* _TO DO_: Show every line of the data where the word "Some" can be found.

+===+

use std::path::PathBuf;

use anyhow::{Context, Result};
use ccdcal_core::io::manifest::Manifest;
use clap::Args;

#[derive(Args)]
pub struct InfoArgs {
    /// Calibration manifest (TOML)
    pub manifest: PathBuf,
}

pub fn run(args: &InfoArgs) -> Result<()> {
    let manifest = Manifest::load(&args.manifest)
        .with_context(|| format!("Failed to load manifest {}", args.manifest.display()))?;
    let sequences = manifest.describe()?;

    println!("Camera:      {}", manifest.camera);
    println!("ADC bits:    {}", manifest.model.adc_bits);
    println!(
        "Taps:        {}x{} ({} blank, {} overscan columns)",
        manifest.model.sensor.taps_x,
        manifest.model.sensor.taps_y,
        manifest.model.sensor.blank_columns,
        manifest.model.sensor.overscan_columns
    );
    println!("Crop active: {}", manifest.crop_active);
    println!("Sequences:   {}", sequences.len());
    println!();

    let mut total = 0;
    for seq in &sequences {
        total += seq.frames;
        println!(
            "  {:>9.3} s  {:>4} x {}x{}  {}",
            seq.exposure_time,
            seq.frames,
            seq.width,
            seq.height,
            seq.path.display()
        );
        if let Some(ref instrument) = seq.instrument {
            println!("             instrument {instrument}");
        }
        if let Some(ref hk) = seq.housekeeping {
            let [t1, t2, t3, t4] = hk.temperature_adc_c;
            println!(
                "             exposure {:.3} s, FPGA {:.2} V {:.1} C",
                hk.exposure_s, hk.voltage_fpga_vccint, hk.temperature_fpga_c
            );
            println!("             ADC {t1:.1} {t2:.1} {t3:.1} {t4:.1} C");
        }
    }
    println!();
    println!("Total frames: {total}");

    Ok(())
}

+===+

* _EXERCISE OUTPUT_:
        if let Some(ref instrument) = seq.instrument {
        if let Some(ref hk) = seq.housekeeping {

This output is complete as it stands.